* _THE TASK_
In the data below, how many lines contain the string "site"? Give only the number.

☆ ☆ ☆ ☆ ☆

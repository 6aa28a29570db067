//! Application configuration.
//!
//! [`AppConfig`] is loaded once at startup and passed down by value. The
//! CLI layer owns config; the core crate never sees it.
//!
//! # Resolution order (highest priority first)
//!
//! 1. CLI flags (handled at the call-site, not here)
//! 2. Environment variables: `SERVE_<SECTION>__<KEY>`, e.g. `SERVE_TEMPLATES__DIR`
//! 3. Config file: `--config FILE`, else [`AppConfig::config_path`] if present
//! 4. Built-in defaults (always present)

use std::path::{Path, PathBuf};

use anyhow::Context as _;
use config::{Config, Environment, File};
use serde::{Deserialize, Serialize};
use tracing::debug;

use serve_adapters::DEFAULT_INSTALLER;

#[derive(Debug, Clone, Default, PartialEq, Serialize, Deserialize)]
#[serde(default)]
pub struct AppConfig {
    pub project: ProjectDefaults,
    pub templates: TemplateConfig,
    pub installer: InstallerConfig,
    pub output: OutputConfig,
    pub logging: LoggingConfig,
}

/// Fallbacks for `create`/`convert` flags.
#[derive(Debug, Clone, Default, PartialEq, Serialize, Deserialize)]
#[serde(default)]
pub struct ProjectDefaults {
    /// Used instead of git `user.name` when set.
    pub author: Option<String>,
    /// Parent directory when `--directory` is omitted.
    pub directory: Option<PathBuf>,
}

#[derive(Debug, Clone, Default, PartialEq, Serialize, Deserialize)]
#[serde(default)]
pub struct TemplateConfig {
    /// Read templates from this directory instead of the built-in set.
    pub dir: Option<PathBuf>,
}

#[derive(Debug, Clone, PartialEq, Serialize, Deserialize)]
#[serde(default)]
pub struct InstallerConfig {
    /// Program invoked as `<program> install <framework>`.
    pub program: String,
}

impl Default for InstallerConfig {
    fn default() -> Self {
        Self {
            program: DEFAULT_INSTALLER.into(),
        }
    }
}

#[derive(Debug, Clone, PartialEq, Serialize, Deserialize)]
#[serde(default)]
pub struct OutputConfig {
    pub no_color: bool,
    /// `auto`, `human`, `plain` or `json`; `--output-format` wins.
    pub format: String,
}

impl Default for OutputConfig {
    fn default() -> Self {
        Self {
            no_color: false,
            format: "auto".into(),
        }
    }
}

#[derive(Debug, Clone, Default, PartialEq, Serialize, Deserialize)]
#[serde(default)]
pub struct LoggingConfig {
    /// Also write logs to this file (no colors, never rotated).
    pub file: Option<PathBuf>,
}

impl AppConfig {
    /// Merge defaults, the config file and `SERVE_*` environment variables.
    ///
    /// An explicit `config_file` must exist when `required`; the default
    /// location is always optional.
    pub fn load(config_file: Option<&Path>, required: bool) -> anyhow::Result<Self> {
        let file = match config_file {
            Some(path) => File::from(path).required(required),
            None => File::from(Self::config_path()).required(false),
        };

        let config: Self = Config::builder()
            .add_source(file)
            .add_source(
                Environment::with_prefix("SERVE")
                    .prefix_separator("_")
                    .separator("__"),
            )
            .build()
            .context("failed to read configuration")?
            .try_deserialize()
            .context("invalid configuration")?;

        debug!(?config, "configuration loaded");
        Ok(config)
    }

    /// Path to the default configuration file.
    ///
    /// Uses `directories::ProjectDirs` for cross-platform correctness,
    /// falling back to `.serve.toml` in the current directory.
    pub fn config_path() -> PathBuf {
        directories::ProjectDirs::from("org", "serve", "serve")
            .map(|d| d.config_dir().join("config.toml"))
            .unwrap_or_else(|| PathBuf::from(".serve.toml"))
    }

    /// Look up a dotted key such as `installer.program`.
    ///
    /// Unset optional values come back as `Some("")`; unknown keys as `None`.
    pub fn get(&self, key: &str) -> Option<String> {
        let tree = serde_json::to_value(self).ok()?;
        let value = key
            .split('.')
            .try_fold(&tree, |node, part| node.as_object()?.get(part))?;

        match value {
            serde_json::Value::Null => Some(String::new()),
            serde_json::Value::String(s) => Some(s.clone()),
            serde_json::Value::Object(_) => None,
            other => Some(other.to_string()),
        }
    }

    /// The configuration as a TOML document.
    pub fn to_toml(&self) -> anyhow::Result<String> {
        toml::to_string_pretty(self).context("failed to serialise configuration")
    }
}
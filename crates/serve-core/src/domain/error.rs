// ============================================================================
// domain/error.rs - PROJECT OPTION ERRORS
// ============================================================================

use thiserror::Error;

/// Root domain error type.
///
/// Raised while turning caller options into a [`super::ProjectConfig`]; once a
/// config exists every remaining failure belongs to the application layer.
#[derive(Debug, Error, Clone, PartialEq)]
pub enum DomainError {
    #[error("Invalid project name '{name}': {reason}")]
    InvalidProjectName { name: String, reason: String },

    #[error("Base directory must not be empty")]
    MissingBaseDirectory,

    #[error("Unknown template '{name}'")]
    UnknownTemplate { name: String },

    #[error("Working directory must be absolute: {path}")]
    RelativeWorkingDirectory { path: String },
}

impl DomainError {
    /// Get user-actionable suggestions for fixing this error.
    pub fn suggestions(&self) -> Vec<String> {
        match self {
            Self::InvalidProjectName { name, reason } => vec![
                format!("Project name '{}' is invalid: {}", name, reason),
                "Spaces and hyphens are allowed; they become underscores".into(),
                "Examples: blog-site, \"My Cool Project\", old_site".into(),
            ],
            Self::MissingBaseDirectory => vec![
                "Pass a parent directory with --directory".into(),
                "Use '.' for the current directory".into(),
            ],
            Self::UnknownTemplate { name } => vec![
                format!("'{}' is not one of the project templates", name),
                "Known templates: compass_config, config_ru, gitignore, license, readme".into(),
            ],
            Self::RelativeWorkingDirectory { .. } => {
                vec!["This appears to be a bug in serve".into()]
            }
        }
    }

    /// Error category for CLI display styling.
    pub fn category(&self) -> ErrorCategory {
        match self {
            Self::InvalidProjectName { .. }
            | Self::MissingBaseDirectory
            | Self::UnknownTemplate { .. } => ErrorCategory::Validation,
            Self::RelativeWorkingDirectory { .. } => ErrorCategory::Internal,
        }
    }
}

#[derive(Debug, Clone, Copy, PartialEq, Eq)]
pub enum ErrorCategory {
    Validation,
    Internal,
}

☆ ☆ ☆ ☆ ☆

* _SOLUTION FOR THIS PROBLEM_
2